RE: Joe Trippi (Dean's Campaign Manager) at Etech
by Jeremy at 12:32 am EST, Mar 4, 2004

Decius wrote:
] This talk is about who actually has the power. This talk is
] about who the political constituency is.
] That is what this is about. and the reality of this is
] important regardless of what side of the isle you identify
] with. (In fact, I would go further to say that identifying
] with a side is also part of the problem, but then I'll loose
] most of you.)

In listening to this talk, it seems to me that the "grass roots" movement of which Trippi speaks was ahead of its time in pushing Howard Dean into the Democratic presidential primaries.
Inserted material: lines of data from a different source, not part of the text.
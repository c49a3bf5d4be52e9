//! Provider tags and fallback orders.

use serde::{Deserialize, Serialize};
use std::fmt;

/// Image generation provider.
#[derive(Debug, Clone, Copy, PartialEq, Eq, Hash, Serialize, Deserialize)]
#[serde(rename_all = "lowercase")]
pub enum ImageProvider {
    Openai,
    Freepik,
    Gemini,
}

impl ImageProvider {
    pub fn as_str(&self) -> &'static str {
        match self {
            ImageProvider::Openai => "openai",
            ImageProvider::Freepik => "freepik",
            ImageProvider::Gemini => "gemini",
        }
    }

    /// Ordered attempt list: the requested provider first, then the fixed
    /// fallbacks for that primary.
    pub fn attempt_order(&self) -> [ImageProvider; 3] {
        match self {
            ImageProvider::Gemini => [
                ImageProvider::Gemini,
                ImageProvider::Openai,
                ImageProvider::Freepik,
            ],
            ImageProvider::Openai => [
                ImageProvider::Openai,
                ImageProvider::Gemini,
                ImageProvider::Freepik,
            ],
            ImageProvider::Freepik => [
                ImageProvider::Freepik,
                ImageProvider::Openai,
                ImageProvider::Gemini,
            ],
        }
    }

    pub fn parse(s: &str) -> Option<Self> {
        match s.to_ascii_lowercase().as_str() {
            "openai" => Some(ImageProvider::Openai),
            "freepik" => Some(ImageProvider::Freepik),
            "gemini" => Some(ImageProvider::Gemini),
            _ => None,
        }
    }
}

impl fmt::Display for ImageProvider {
    fn fmt(&self, f: &mut fmt::Formatter<'_>) -> fmt::Result {
        f.write_str(self.as_str())
    }
}

/// Video generation provider.
#[derive(Debug, Clone, Copy, PartialEq, Eq, Hash, Serialize, Deserialize)]
#[serde(rename_all = "lowercase")]
pub enum VideoProvider {
    Lumaai,
    Klingai,
}

impl VideoProvider {
    pub fn as_str(&self) -> &'static str {
        match self {
            VideoProvider::Lumaai => "lumaai",
            VideoProvider::Klingai => "klingai",
        }
    }

    /// Provider-specific default model.
    pub fn default_model(&self) -> &'static str {
        match self {
            VideoProvider::Lumaai => "ray-2",
            VideoProvider::Klingai => "kling-v1",
        }
    }

    pub fn parse(s: &str) -> Option<Self> {
        match s.to_ascii_lowercase().as_str() {
            "lumaai" => Some(VideoProvider::Lumaai),
            "klingai" => Some(VideoProvider::Klingai),
            _ => None,
        }
    }
}

impl fmt::Display for VideoProvider {
    fn fmt(&self, f: &mut fmt::Formatter<'_>) -> fmt::Result {
        f.write_str(self.as_str())
    }
}

#[cfg(test)]
mod tests {
    use super::*;

    #[test]
    fn test_attempt_order_starts_with_primary() {
        for provider in [
            ImageProvider::Openai,
            ImageProvider::Freepik,
            ImageProvider::Gemini,
        ] {
            let order = provider.attempt_order();
            assert_eq!(order[0], provider);
            // All three providers appear exactly once.
            assert_ne!(order[1], order[0]);
            assert_ne!(order[2], order[0]);
            assert_ne!(order[2], order[1]);
        }
    }

    #[test]
    fn test_serde_lowercase() {
        let p: ImageProvider = serde_json::from_str("\"freepik\"").unwrap();
        assert_eq!(p, ImageProvider::Freepik);
        let v: VideoProvider = serde_json::from_str("\"klingai\"").unwrap();
        assert_eq!(v, VideoProvider::Klingai);
    }

    #[test]
    fn test_default_models() {
        assert_eq!(VideoProvider::Lumaai.default_model(), "ray-2");
        assert_eq!(VideoProvider::Klingai.default_model(), "kling-v1");
    }
}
This is really, deeply, ultimately about changing the nature of American politics. Shifting the battleground and changing the conversation. Trying to do this directly within either of the two major parties will be quite difficult, and immediately pushing to elect a President is just going for broke.

Better to start at the local level, finding and electing people who "get it" at the city, county, and state levels. A movement can mobilize and achieve real results on this scale without confronting as many of the roadblocks that Dean faced. The local news media in most markets is considerably less savvy, and less powerful, than the national media.

Joe Trippi on Digital Democracy
by Jeremy at 12:23 am EST, Mar 4, 2004

Joe Trippi, the man whose ground-breaking use of Internet-based campaigning propelled Howard Dean from obscurity to early front-runner, takes Teach-In participants inside the campaign's unconventional experiment in Internet politics, and looks at both victories and lessons learned. The other candidates are rushing to emulate Trippi's Internet strategy -- as Wired News declared, "Internet politics is dead. Long live Internet politics."